++++ INPUT DATA ++++
use crate::{app::App, styles};
use anyhow::Result;
use ratatui::{
    Frame, Terminal,
    backend::Backend,
    layout::{Constraint, Direction, Layout, Position, Rect},
    text::{Line, Span},
    widgets::{Block, Borders, Clear, Paragraph, Wrap},
};
use textwrap::wrap;
use unicode_width::UnicodeWidthStr;
use vidmeta_view::{PageState, Slot};

const HINT: &str = "Paste a YouTube link and press Enter.";
const LABEL_WIDTH: usize = 11;

pub fn draw<B: Backend>(term: &mut Terminal<B>, app: &mut App) -> Result<()> {
    let mut limit = 0;
    term.draw(|frame| limit = render(frame, app))?;
    app.set_scroll_limit(limit);
    Ok(())
}

/// Draw the whole page. Returns the largest useful description scroll offset.
pub fn render(frame: &mut Frame, app: &App) -> u16 {
    let page = app.page();
    let banner_height = if page.error_visible() { 3 } else { 0 };

    let layout = Layout::default()
        .direction(Direction::Vertical)
        .constraints([
            Constraint::Length(1),
            Constraint::Length(3),
            Constraint::Length(banner_height),
            Constraint::Min(3),
            Constraint::Length(3),
        ])
        .split(frame.area());

    let header = Paragraph::new(Line::from(Span::styled(
        " YouTube Metadata Extractor ",
        styles::header(),
    )));
    frame.render_widget(header, layout[0]);

    let input_box = Paragraph::new(page.input())
        .block(Block::default().borders(Borders::ALL).title(" YouTube URL "));
    frame.render_widget(Clear, layout[1]);
    frame.render_widget(input_box, layout[1]);

    let caret_x = layout[1].x + 1 + visual_caret_col(page.input(), app.cursor());
    frame.set_cursor_position(Position {
        x: caret_x.min(layout[1].right().saturating_sub(2)),
        y: layout[1].y + 1,
    });

    if page.error_visible() {
        let banner = Paragraph::new(page.error_text())
            .style(styles::error())
            .wrap(Wrap { trim: true })
            .block(Block::default().borders(Borders::ALL).title(" Error "));
        frame.render_widget(banner, layout[2]);
    }

    let limit = if page.details_visible() {
        render_details(frame, page, app.scroll(), layout[3])
    } else {
        let hint = Paragraph::new(Span::styled(HINT, styles::dim()))
            .block(Block::default().borders(Borders::ALL).title(" Details "));
        frame.render_widget(hint, layout[3]);
        0
    };

    let status_line = Line::from(vec![
        Span::raw(" "),
        Span::styled(app.spinner(), styles::busy()),
        Span::raw(" "),
        if app.busy() > 0 {
            Span::styled("Extracting…", styles::busy())
        } else {
            Span::styled("Ready", styles::idle())
        },
        Span::styled(
            "  • Enter extract  Esc clear  ↑↓ scroll  Ctrl-C quit",
            styles::dim(),
        ),
    ]);
    let status = Paragraph::new(status_line)
        .block(Block::default().borders(Borders::ALL).title(" Status "));
    frame.render_widget(status, layout[4]);

    limit
}

fn render_details(frame: &mut Frame, page: &PageState, scroll: u16, area: Rect) -> u16 {
    let block = Block::default().borders(Borders::ALL).title(" Details ");
    let inner = block.inner(area);
    frame.render_widget(block, area);

    let [fields_area, desc_area] =
        Layout::vertical([Constraint::Length(6), Constraint::Min(1)]).areas(inner);

    let fields = vec![
        field(
            Slot::Title.label(),
            Span::styled(page.slot(Slot::Title), styles::title()),
        ),
        field(
            Slot::VideoId.label(),
            Span::styled(page.slot(Slot::VideoId), styles::value()),
        ),
        field(
            Slot::PublishedAt.label(),
            Span::styled(page.slot(Slot::PublishedAt), styles::value()),
        ),
        field(
            Slot::Duration.label(),
            Span::styled(page.slot(Slot::Duration), styles::value()),
        ),
        field(
            "Thumbnail",
            Span::styled(page.thumbnail_src(), styles::value()),
        ),
        field("Link", Span::styled(page.thumbnail_href(), styles::link())),
    ];
    frame.render_widget(Paragraph::new(fields), fields_area);

    let desc_block = Block::default()
        .borders(Borders::TOP)
        .title(Span::styled(" Description ", styles::label()));
    let text_area = desc_block.inner(desc_area);
    frame.render_widget(desc_block, desc_area);

    let lines = wrap_description(page.slot(Slot::Description), text_area.width as usize);
    let visible = text_area.height as usize;
    let limit = lines.len().saturating_sub(visible);
    let start = (scroll as usize).min(limit);

    let shown: Vec<Line> = lines[start..]
        .iter()
        .take(visible)
        .map(|l| Line::from(l.as_str()))
        .collect();
    frame.render_widget(Paragraph::new(shown).style(styles::value()), text_area);

    u16::try_from(limit).unwrap_or(u16::MAX)
}

fn field<'a>(label: &str, value: Span<'a>) -> Line<'a> {
    Line::from(vec![
        Span::styled(format!("{label:<width$}", width = LABEL_WIDTH), styles::label()),
        value,
    ])
}

fn visual_caret_col(input: &str, cursor: usize) -> u16 {
    let before = input.get(..cursor).unwrap_or(input);
    u16::try_from(UnicodeWidthStr::width(before)).unwrap_or(u16::MAX)
}

fn wrap_description(text: &str, width: usize) -> Vec<String> {
    let width = width.max(1);
    let mut out = Vec::new();
    for raw_line in text.split('\n') {
        let raw_line = raw_line.trim_end_matches('\r');
        if raw_line.is_empty() {
            out.push(String::new());
            continue;
        }
        out.extend(wrap(raw_line, width).into_iter().map(|seg| seg.into_owned()));
    }
    out
}

#[cfg(test)]
mod tests {
    use super::*;
    use crossterm::event::{KeyCode, KeyEvent, KeyModifiers};
    use ratatui::backend::TestBackend;
    use vidmeta_common::ExtractionResult;
    use vidmeta_view::ViewOptions;

    fn screen(term: &Terminal<TestBackend>) -> String {
        let buf = term.backend().buffer();
        let width = buf.area.width as usize;
        buf.content()
            .chunks(width)
            .map(|row| row.iter().map(|cell| cell.symbol()).collect::<String>())
            .collect::<Vec<_>>()
            .join("\n")
    }

    fn press(app: &mut App, code: KeyCode) -> crate::Action {
        app.handle_key(KeyEvent::new(code, KeyModifiers::NONE))
    }

    fn app_with(description: &str) -> App {
        let mut app = App::new(ViewOptions::default());
        for ch in "https://youtu.be/abc123".chars() {
            press(&mut app, KeyCode::Char(ch));
        }
        let crate::Action::Submit(pending) = press(&mut app, KeyCode::Enter) else {
            panic!("expected a submission");
        };
        app.complete(
            pending.ticket,
            Ok(ExtractionResult {
                title: "Never <b>Gonna</b>".into(),
                thumbnail_url: "https://i.ytimg.com/vi/abc123/mqdefault.jpg".into(),
                video_id: "abc123".into(),
                description: description.into(),
                duration_formatted: "00:03:45".into(),
                published_at: "2023-05-01".into(),
            }),
        );
        app
    }

    fn terminal() -> Terminal<TestBackend> {
        Terminal::new(TestBackend::new(80, 24)).unwrap()
    }

    #[test]
    fn fresh_page_shows_only_the_hint() {
        let mut term = terminal();
        let mut app = App::new(ViewOptions::default());
        draw(&mut term, &mut app).unwrap();
        let out = screen(&term);
        assert!(out.contains(HINT));
        assert!(!out.contains(" Error "));
        assert!(out.contains("Ready"));
    }

    #[test]
    fn validation_error_draws_the_banner() {
        let mut term = terminal();
        let mut app = App::new(ViewOptions::default());
        press(&mut app, KeyCode::Enter);
        draw(&mut term, &mut app).unwrap();
        let out = screen(&term);
        assert!(out.contains(" Error "));
        assert!(out.contains("Please enter a valid YouTube URL."));
        assert!(out.contains(HINT));
    }

    #[test]
    fn details_show_every_field_verbatim() {
        let mut term = terminal();
        let mut app = app_with("first line <i>kept</i>");
        draw(&mut term, &mut app).unwrap();
        let out = screen(&term);
        assert!(out.contains("Never <b>Gonna</b>"));
        assert!(out.contains("abc123"));
        assert!(out.contains("5/1/2023"));
        assert!(out.contains("00:03:45"));
        assert!(out.contains("https://i.ytimg.com/vi/abc123/mqdefault.jpg"));
        assert!(out.contains("https://www.youtube.com/watch?v=abc123"));
        assert!(out.contains("first line <i>kept</i>"));
        assert!(!out.contains(HINT));
    }

    #[test]
    fn long_descriptions_scroll() {
        let description = (1..=40)
            .map(|n| format!("row-{n:02}"))
            .collect::<Vec<_>>()
            .join("\n");
        let mut term = terminal();
        let mut app = app_with(&description);

        draw(&mut term, &mut app).unwrap();
        let out = screen(&term);
        assert!(out.contains("row-01"));
        assert!(!out.contains("row-40"));

        for _ in 0..20 {
            press(&mut app, KeyCode::PageDown);
        }
        draw(&mut term, &mut app).unwrap();
        let out = screen(&term);
        assert!(out.contains("row-40"));
        assert!(!out.contains("row-01"));
    }

    #[test]
    fn caret_counts_display_width() {
        assert_eq!(visual_caret_col("abc", 2), 2);
        assert_eq!(visual_caret_col("日本", "日".len()), 2);
        assert_eq!(visual_caret_col("abc", 99), 3);
    }

    #[test]
    fn wrapping_keeps_blank_lines() {
        assert_eq!(
            wrap_description("one two three\r\n\nfour", 8),
            vec!["one two", "three", "", "four"]
        );
    }
}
++++
__WORK TO BE COMPLETED__: Please restate only the opening stretch of the records above: every line from the first through the one containing "frame.render_widget(Clear, layout[1]);", exactly as written.

__SOLUTION FOR THIS TASK__:
use crate::{app::App, styles};
use anyhow::Result;
use ratatui::{
    Frame, Terminal,
    backend::Backend,
    layout::{Constraint, Direction, Layout, Position, Rect},
    text::{Line, Span},
    widgets::{Block, Borders, Clear, Paragraph, Wrap},
};
use textwrap::wrap;
use unicode_width::UnicodeWidthStr;
use vidmeta_view::{PageState, Slot};

const HINT: &str = "Paste a YouTube link and press Enter.";
const LABEL_WIDTH: usize = 11;

pub fn draw<B: Backend>(term: &mut Terminal<B>, app: &mut App) -> Result<()> {
    let mut limit = 0;
    term.draw(|frame| limit = render(frame, app))?;
    app.set_scroll_limit(limit);
    Ok(())
}

/// Draw the whole page. Returns the largest useful description scroll offset.
pub fn render(frame: &mut Frame, app: &App) -> u16 {
    let page = app.page();
    let banner_height = if page.error_visible() { 3 } else { 0 };

    let layout = Layout::default()
        .direction(Direction::Vertical)
        .constraints([
            Constraint::Length(1),
            Constraint::Length(3),
            Constraint::Length(banner_height),
            Constraint::Min(3),
            Constraint::Length(3),
        ])
        .split(frame.area());

    let header = Paragraph::new(Line::from(Span::styled(
        " YouTube Metadata Extractor ",
        styles::header(),
    )));
    frame.render_widget(header, layout[0]);

    let input_box = Paragraph::new(page.input())
        .block(Block::default().borders(Borders::ALL).title(" YouTube URL "));
    frame.render_widget(Clear, layout[1]);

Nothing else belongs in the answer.